Extracted records
□ □ □ □ □

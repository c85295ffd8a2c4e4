//! Database module for SQLite persistence.
//!
//! SQLite is the source of truth for all application data.

mod gateway;
mod repository;

pub use gateway::*;
pub use repository::*;

use sqlx::sqlite::{SqliteConnectOptions, SqlitePool, SqlitePoolOptions};
use std::path::Path;
use std::str::FromStr;

/// Initialize the database connection pool and run migrations.
pub async fn init_database(db_path: &Path) -> Result<SqlitePool, sqlx::Error> {
    // Ensure the parent directory exists
    if let Some(parent) = db_path.parent() {
        tokio::fs::create_dir_all(parent).await.ok();
    }

    let db_url = format!("sqlite:{}?mode=rwc", db_path.display());

    let options = SqliteConnectOptions::from_str(&db_url)?
        .create_if_missing(true)
        .foreign_keys(true)
        .journal_mode(sqlx::sqlite::SqliteJournalMode::Wal)
        .synchronous(sqlx::sqlite::SqliteSynchronous::Normal)
        .busy_timeout(std::time::Duration::from_secs(30));

    let pool = SqlitePoolOptions::new()
        .max_connections(5)
        .connect_with(options)
        .await?;

    // Run embedded migrations
    run_migrations(&pool).await?;

    Ok(pool)
}

/// Run database migrations.
async fn run_migrations(pool: &SqlitePool) -> Result<(), sqlx::Error> {
    sqlx::query(
        r#"
        CREATE TABLE IF NOT EXISTS projects (
            id TEXT PRIMARY KEY,
            title TEXT NOT NULL,
            category TEXT NOT NULL
                CHECK (category IN ('Residential', 'Commercial', 'Hospitality', 'Mixed-Use')),
            location TEXT NOT NULL,
            year TEXT NOT NULL,
            description TEXT NOT NULL,
            details TEXT NOT NULL,
            client TEXT NOT NULL,
            area TEXT NOT NULL,
            duration TEXT NOT NULL,
            featured INTEGER NOT NULL DEFAULT 0,
            main_image TEXT NOT NULL,
            created_at TEXT NOT NULL,
            updated_at TEXT NOT NULL
        );
        "#,
    )
    .execute(pool)
    .await?;

    sqlx::query(
        r#"
        CREATE TABLE IF NOT EXISTS project_images (
            id TEXT PRIMARY KEY,
            project_id TEXT NOT NULL REFERENCES projects(id) ON DELETE CASCADE,
            image_url TEXT NOT NULL,
            alt_text TEXT,
            sort_order INTEGER NOT NULL DEFAULT 0,
            created_at TEXT NOT NULL
        );
        "#,
    )
    .execute(pool)
    .await?;

    sqlx::query(
        r#"
        CREATE TABLE IF NOT EXISTS team_members (
            id TEXT PRIMARY KEY,
            name TEXT NOT NULL,
            position TEXT NOT NULL,
            bio TEXT,
            image_url TEXT NOT NULL,
            email TEXT,
            linkedin_url TEXT,
            sort_order INTEGER NOT NULL DEFAULT 0,
            active INTEGER NOT NULL DEFAULT 1,
            created_at TEXT NOT NULL,
            updated_at TEXT NOT NULL
        );
        "#,
    )
    .execute(pool)
    .await?;

    sqlx::query(
        r#"
        CREATE TABLE IF NOT EXISTS testimonials (
            id TEXT PRIMARY KEY,
            client_name TEXT NOT NULL,
            client_position TEXT NOT NULL,
            testimonial_text TEXT NOT NULL,
            rating INTEGER NOT NULL DEFAULT 5,
            project_id TEXT REFERENCES projects(id) ON DELETE SET NULL,
            active INTEGER NOT NULL DEFAULT 1,
            created_at TEXT NOT NULL,
            updated_at TEXT NOT NULL
        );
        "#,
    )
    .execute(pool)
    .await?;

    sqlx::query(
        r#"
        CREATE TABLE IF NOT EXISTS site_settings (
            setting_key TEXT PRIMARY KEY,
            setting_value TEXT NOT NULL,
            updated_at TEXT NOT NULL
        );
        "#,
    )
    .execute(pool)
    .await?;

    sqlx::query(
        r#"
        CREATE TABLE IF NOT EXISTS admin_users (
            id TEXT PRIMARY KEY,
            username TEXT NOT NULL UNIQUE,
            password_hash TEXT NOT NULL,
            role TEXT NOT NULL CHECK (role IN ('admin', 'super_admin')),
            permissions TEXT NOT NULL DEFAULT '{}',
            active INTEGER NOT NULL DEFAULT 1,
            created_at TEXT NOT NULL,
            updated_at TEXT NOT NULL,
            last_login TEXT
        );
        "#,
    )
    .execute(pool)
    .await?;

    // Create indexes for common queries
    sqlx::query(
        r#"
        CREATE INDEX IF NOT EXISTS idx_projects_created_at ON projects(created_at);
        CREATE INDEX IF NOT EXISTS idx_projects_featured ON projects(featured);
        CREATE INDEX IF NOT EXISTS idx_project_images_project ON project_images(project_id, sort_order);
        CREATE INDEX IF NOT EXISTS idx_team_members_sort ON team_members(active, sort_order);
        CREATE INDEX IF NOT EXISTS idx_testimonials_active ON testimonials(active);
        "#,
    )
    .execute(pool)
    .await?;

    Ok(())
}
use clap::{Args, Subcommand};

pub mod list;
pub mod remove;
pub mod save;
pub mod use_bucket;

use crate::op::Op;

crate::command_enum! {
    (Save, save::Save),
    (List, list::List),
    (Remove, remove::Remove),
    (Use, use_bucket::Use),
}

// Rename the generated Command to BucketCommand for clarity
pub type BucketCommand = Command;

/// Manage remembered buckets
#[derive(Args, Debug, Clone)]
pub struct Bucket {
    #[command(subcommand)]
    pub command: BucketCommand,
}

#[async_trait::async_trait]
impl Op for Bucket {
    type Error = OpError;
    type Output = OpOutput;

    async fn execute(&self, ctx: &crate::op::OpContext) -> Result<Self::Output, Self::Error> {
        self.command.execute(ctx).await
    }
}
//! Remembered bucket credentials
//!
//! A [`CredentialStore`] keeps named PARs across sessions. It is plain CRUD
//! over a list keyed by id, persisted through an injected
//! [`KeyValueStore`](crate::kv::KeyValueStore) so it can be exercised
//! without a real storage backend.

mod credential;
mod store;

pub use credential::{BucketCredential, SaveCredential};
pub use store::{CredentialStore, CredentialStoreError, REMEMBERED_BUCKETS_KEY};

□ □ □ □ □

Exercise aim. Return every line of the data unchanged.

Answer.
repository c85295ffd8a2c4e4
//! Database module for SQLite persistence.
//!
//! SQLite is the source of truth for all application data.

mod gateway;
mod repository;

pub use gateway::*;
pub use repository::*;

use sqlx::sqlite::{SqliteConnectOptions, SqlitePool, SqlitePoolOptions};
use std::path::Path;
use std::str::FromStr;

/// Initialize the database connection pool and run migrations.
pub async fn init_database(db_path: &Path) -> Result<SqlitePool, sqlx::Error> {
    // Ensure the parent directory exists
    if let Some(parent) = db_path.parent() {
        tokio::fs::create_dir_all(parent).await.ok();
    }

    let db_url = format!("sqlite:{}?mode=rwc", db_path.display());

    let options = SqliteConnectOptions::from_str(&db_url)?
        .create_if_missing(true)
        .foreign_keys(true)
        .journal_mode(sqlx::sqlite::SqliteJournalMode::Wal)
        .synchronous(sqlx::sqlite::SqliteSynchronous::Normal)
        .busy_timeout(std::time::Duration::from_secs(30));

    let pool = SqlitePoolOptions::new()
        .max_connections(5)
        .connect_with(options)
        .await?;

    // Run embedded migrations
    run_migrations(&pool).await?;

    Ok(pool)
}

/// Run database migrations.
async fn run_migrations(pool: &SqlitePool) -> Result<(), sqlx::Error> {
    sqlx::query(
        r#"
        CREATE TABLE IF NOT EXISTS projects (
            id TEXT PRIMARY KEY,
            title TEXT NOT NULL,
            category TEXT NOT NULL
                CHECK (category IN ('Residential', 'Commercial', 'Hospitality', 'Mixed-Use')),
            location TEXT NOT NULL,
            year TEXT NOT NULL,
            description TEXT NOT NULL,
            details TEXT NOT NULL,
            client TEXT NOT NULL,
            area TEXT NOT NULL,
            duration TEXT NOT NULL,
            featured INTEGER NOT NULL DEFAULT 0,
            main_image TEXT NOT NULL,
            created_at TEXT NOT NULL,
            updated_at TEXT NOT NULL
        );
        "#,
    )
    .execute(pool)
    .await?;

    sqlx::query(
        r#"
        CREATE TABLE IF NOT EXISTS project_images (
            id TEXT PRIMARY KEY,
            project_id TEXT NOT NULL REFERENCES projects(id) ON DELETE CASCADE,
            image_url TEXT NOT NULL,
            alt_text TEXT,
            sort_order INTEGER NOT NULL DEFAULT 0,
            created_at TEXT NOT NULL
        );
        "#,
    )
    .execute(pool)
    .await?;

    sqlx::query(
        r#"
        CREATE TABLE IF NOT EXISTS team_members (
            id TEXT PRIMARY KEY,
            name TEXT NOT NULL,
            position TEXT NOT NULL,
            bio TEXT,
            image_url TEXT NOT NULL,
            email TEXT,
            linkedin_url TEXT,
            sort_order INTEGER NOT NULL DEFAULT 0,
            active INTEGER NOT NULL DEFAULT 1,
            created_at TEXT NOT NULL,
            updated_at TEXT NOT NULL
        );
        "#,
    )
    .execute(pool)
    .await?;

    sqlx::query(
        r#"
        CREATE TABLE IF NOT EXISTS testimonials (
            id TEXT PRIMARY KEY,
            client_name TEXT NOT NULL,
            client_position TEXT NOT NULL,
            testimonial_text TEXT NOT NULL,
            rating INTEGER NOT NULL DEFAULT 5,
            project_id TEXT REFERENCES projects(id) ON DELETE SET NULL,
            active INTEGER NOT NULL DEFAULT 1,
            created_at TEXT NOT NULL,
            updated_at TEXT NOT NULL
        );
        "#,
    )
    .execute(pool)
    .await?;

    sqlx::query(
        r#"
        CREATE TABLE IF NOT EXISTS site_settings (
            setting_key TEXT PRIMARY KEY,
            setting_value TEXT NOT NULL,
            updated_at TEXT NOT NULL
        );
        "#,
    )
    .execute(pool)
    .await?;

    sqlx::query(
        r#"
        CREATE TABLE IF NOT EXISTS admin_users (
            id TEXT PRIMARY KEY,
            username TEXT NOT NULL UNIQUE,
            password_hash TEXT NOT NULL,
            role TEXT NOT NULL CHECK (role IN ('admin', 'super_admin')),
            permissions TEXT NOT NULL DEFAULT '{}',
            active INTEGER NOT NULL DEFAULT 1,
            created_at TEXT NOT NULL,
            updated_at TEXT NOT NULL,
            last_login TEXT
        );
        "#,
    )
    .execute(pool)
    .await?;

    // Create indexes for common queries
    sqlx::query(
        r#"
        CREATE INDEX IF NOT EXISTS idx_projects_created_at ON projects(created_at);
        CREATE INDEX IF NOT EXISTS idx_projects_featured ON projects(featured);
        CREATE INDEX IF NOT EXISTS idx_project_images_project ON project_images(project_id, sort_order);
        CREATE INDEX IF NOT EXISTS idx_team_members_sort ON team_members(active, sort_order);
        CREATE INDEX IF NOT EXISTS idx_testimonials_active ON testimonials(active);
        "#,
    )
    .execute(pool)
    .await?;

    Ok(())
}
use clap::{Args, Subcommand};

pub mod list;
pub mod remove;
pub mod save;
pub mod use_bucket;

use crate::op::Op;

crate::command_enum! {
    (Save, save::Save),
    (List, list::List),
    (Remove, remove::Remove),
    (Use, use_bucket::Use),
}

// Rename the generated Command to BucketCommand for clarity
pub type BucketCommand = Command;

/// Manage remembered buckets
#[derive(Args, Debug, Clone)]
pub struct Bucket {
    #[command(subcommand)]
    pub command: BucketCommand,
}

#[async_trait::async_trait]
impl Op for Bucket {
    type Error = OpError;
    type Output = OpOutput;

    async fn execute(&self, ctx: &crate::op::OpContext) -> Result<Self::Output, Self::Error> {
        self.command.execute(ctx).await
    }
}
//! Remembered bucket credentials
//!
//! A [`CredentialStore`] keeps named PARs across sessions. It is plain CRUD
//! over a list keyed by id, persisted through an injected
//! [`KeyValueStore`](crate::kv::KeyValueStore) so it can be exercised
//! without a real storage backend.

mod credential;
mod store;

pub use credential::{BucketCredential, SaveCredential};
pub use store::{CredentialStore, CredentialStoreError, REMEMBERED_BUCKETS_KEY};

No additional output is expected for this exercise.